◆ WORK INSTRUCTION
From the data below, return all lines holding the string "SCAM".

===== DATA TO PROCESS =====

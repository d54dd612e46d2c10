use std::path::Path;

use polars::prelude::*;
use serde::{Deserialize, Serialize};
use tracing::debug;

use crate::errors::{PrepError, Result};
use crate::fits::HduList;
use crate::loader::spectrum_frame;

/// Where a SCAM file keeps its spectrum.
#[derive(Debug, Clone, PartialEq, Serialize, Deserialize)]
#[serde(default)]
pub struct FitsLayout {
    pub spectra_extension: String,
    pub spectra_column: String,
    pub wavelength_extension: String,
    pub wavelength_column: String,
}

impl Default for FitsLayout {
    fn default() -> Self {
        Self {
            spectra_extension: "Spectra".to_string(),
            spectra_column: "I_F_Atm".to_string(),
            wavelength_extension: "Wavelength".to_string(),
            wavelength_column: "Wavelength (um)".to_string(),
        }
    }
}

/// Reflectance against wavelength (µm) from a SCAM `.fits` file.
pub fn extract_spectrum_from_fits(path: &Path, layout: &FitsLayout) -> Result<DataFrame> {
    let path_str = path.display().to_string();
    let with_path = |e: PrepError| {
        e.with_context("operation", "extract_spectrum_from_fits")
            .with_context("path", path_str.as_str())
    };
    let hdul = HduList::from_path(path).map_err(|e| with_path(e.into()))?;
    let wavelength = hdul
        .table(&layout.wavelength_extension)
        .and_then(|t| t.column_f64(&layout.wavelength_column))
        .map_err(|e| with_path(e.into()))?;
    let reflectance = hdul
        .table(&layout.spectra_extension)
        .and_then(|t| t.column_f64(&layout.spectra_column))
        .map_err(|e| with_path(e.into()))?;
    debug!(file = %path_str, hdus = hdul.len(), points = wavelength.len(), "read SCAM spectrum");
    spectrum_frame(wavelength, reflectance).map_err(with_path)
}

=====
===== DATA TO PROCESS =====

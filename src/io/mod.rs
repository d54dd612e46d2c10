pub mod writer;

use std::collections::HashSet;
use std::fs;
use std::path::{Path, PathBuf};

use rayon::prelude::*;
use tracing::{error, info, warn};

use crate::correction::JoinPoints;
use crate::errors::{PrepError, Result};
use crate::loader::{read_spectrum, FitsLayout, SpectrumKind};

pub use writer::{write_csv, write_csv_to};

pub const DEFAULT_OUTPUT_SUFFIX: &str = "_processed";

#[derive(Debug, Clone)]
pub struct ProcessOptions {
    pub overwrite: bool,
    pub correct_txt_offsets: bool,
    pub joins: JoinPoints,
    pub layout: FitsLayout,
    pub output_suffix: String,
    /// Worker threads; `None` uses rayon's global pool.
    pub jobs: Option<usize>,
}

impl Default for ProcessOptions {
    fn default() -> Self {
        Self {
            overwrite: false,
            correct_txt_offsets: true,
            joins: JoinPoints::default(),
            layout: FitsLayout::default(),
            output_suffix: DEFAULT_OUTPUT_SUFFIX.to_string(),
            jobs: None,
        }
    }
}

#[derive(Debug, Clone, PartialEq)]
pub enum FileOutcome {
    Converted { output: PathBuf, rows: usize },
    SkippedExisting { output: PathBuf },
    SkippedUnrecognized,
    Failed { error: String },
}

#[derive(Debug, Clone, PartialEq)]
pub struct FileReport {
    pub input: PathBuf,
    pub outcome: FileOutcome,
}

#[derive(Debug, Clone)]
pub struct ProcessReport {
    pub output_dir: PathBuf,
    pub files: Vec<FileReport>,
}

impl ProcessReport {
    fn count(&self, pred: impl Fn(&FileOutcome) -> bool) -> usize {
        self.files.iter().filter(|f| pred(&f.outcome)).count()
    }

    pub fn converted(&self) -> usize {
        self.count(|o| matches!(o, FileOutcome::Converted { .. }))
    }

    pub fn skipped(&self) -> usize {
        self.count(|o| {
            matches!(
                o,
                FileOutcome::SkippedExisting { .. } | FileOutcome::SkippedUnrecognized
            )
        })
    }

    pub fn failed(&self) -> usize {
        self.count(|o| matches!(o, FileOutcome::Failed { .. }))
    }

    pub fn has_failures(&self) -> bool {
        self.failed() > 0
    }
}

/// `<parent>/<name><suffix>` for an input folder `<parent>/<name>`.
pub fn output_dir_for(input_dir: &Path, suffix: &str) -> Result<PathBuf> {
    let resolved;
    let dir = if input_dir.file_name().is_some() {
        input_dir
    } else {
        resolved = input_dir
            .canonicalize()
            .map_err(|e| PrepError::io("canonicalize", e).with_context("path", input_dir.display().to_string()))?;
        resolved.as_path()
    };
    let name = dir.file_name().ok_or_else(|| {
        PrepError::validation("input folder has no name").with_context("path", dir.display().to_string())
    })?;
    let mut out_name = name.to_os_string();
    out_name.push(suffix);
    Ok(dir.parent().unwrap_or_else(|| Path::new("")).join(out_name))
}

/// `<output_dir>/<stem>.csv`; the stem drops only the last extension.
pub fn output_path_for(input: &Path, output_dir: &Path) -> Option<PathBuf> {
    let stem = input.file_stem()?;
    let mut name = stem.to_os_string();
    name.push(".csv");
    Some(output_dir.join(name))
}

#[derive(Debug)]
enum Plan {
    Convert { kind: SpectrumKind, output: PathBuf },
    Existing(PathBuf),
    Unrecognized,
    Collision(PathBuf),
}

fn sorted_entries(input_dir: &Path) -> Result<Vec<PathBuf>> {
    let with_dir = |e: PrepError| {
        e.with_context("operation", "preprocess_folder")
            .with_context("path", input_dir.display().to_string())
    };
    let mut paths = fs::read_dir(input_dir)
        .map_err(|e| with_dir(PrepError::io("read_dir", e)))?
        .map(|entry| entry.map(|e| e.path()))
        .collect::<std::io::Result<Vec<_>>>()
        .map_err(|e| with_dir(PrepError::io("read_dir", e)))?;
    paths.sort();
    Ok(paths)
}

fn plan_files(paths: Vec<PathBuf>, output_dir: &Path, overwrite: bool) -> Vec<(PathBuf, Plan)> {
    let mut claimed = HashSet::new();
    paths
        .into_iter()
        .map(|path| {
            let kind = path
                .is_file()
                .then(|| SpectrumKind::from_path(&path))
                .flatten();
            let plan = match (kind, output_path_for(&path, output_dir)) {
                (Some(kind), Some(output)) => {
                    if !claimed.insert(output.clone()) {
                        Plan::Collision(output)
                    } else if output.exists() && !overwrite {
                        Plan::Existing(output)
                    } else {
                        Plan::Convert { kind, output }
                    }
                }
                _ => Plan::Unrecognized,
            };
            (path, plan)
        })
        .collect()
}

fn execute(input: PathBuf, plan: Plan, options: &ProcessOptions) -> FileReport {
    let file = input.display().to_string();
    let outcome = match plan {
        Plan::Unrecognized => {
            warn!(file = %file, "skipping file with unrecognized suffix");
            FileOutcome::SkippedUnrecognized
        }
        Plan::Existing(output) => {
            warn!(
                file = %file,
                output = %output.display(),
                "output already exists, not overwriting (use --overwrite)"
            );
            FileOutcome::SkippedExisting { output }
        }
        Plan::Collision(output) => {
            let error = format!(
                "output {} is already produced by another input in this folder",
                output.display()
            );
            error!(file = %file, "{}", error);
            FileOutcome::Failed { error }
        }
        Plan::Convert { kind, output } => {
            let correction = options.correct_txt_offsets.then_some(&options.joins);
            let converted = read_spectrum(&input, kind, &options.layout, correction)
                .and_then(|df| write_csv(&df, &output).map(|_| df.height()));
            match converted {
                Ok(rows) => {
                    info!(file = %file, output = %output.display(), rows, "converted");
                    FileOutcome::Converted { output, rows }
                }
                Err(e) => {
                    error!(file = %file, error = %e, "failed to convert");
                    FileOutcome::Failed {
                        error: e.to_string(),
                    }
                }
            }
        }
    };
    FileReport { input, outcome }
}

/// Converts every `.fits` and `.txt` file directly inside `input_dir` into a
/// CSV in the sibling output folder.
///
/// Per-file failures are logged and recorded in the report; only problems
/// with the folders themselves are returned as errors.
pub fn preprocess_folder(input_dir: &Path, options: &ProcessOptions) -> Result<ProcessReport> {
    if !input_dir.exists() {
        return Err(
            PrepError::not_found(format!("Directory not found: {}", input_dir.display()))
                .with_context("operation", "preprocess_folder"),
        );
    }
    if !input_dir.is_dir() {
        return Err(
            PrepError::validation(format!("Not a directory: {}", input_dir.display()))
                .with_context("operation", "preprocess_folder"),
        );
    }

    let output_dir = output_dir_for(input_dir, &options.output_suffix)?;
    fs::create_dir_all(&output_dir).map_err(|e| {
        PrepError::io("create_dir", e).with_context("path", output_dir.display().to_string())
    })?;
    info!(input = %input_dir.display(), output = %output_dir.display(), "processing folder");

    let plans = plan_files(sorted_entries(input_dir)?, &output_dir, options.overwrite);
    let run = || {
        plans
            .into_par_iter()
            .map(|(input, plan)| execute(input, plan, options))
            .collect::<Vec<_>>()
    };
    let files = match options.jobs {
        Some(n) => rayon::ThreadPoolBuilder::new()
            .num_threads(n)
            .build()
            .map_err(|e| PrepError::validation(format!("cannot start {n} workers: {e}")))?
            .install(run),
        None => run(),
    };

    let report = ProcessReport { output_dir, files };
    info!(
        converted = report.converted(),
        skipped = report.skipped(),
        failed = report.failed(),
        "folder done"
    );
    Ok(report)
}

=====
===== DATA TO PROCESS =====

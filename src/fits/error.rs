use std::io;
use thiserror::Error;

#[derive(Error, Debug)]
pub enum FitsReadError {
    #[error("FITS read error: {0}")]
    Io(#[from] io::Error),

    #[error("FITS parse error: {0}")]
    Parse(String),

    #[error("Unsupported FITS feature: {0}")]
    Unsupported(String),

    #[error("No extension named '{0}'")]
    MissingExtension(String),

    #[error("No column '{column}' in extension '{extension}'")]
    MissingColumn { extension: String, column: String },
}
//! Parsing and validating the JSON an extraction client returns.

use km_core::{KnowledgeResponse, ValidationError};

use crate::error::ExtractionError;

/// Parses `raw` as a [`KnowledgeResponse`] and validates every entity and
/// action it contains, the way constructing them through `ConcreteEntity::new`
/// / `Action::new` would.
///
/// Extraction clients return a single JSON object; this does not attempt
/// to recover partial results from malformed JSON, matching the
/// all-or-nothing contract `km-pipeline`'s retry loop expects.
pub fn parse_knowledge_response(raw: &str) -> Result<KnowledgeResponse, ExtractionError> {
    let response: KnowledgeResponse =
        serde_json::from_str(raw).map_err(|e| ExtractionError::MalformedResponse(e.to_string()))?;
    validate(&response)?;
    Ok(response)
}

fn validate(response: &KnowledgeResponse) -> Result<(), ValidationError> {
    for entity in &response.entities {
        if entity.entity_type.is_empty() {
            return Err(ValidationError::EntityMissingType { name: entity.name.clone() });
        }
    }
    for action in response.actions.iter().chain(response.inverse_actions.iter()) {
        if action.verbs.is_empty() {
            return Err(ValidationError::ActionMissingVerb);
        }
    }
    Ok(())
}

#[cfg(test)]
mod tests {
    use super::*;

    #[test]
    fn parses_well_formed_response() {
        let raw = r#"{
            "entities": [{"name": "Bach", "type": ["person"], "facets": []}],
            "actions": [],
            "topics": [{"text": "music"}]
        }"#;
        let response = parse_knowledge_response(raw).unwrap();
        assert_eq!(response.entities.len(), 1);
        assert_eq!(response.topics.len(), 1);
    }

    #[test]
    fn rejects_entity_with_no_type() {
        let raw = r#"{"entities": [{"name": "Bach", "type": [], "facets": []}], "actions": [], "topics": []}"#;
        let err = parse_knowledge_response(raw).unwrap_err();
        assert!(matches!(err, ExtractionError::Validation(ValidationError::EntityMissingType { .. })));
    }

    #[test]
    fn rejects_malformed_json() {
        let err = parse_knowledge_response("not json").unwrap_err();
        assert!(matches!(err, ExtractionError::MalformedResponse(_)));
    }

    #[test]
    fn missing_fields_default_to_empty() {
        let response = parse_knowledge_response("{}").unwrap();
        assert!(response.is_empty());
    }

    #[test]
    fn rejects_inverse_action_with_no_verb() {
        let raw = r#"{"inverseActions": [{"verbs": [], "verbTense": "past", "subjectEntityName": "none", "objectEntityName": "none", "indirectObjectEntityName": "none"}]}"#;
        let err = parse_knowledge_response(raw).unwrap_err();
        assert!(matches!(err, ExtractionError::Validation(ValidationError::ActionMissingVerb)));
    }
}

=====

◆ RESULT OF THE TASK
/// Where a SCAM file keeps its spectrum.
/// Reflectance against wavelength (µm) from a SCAM `.fits` file.
    debug!(file = %path_str, hdus = hdul.len(), points = wavelength.len(), "read SCAM spectrum");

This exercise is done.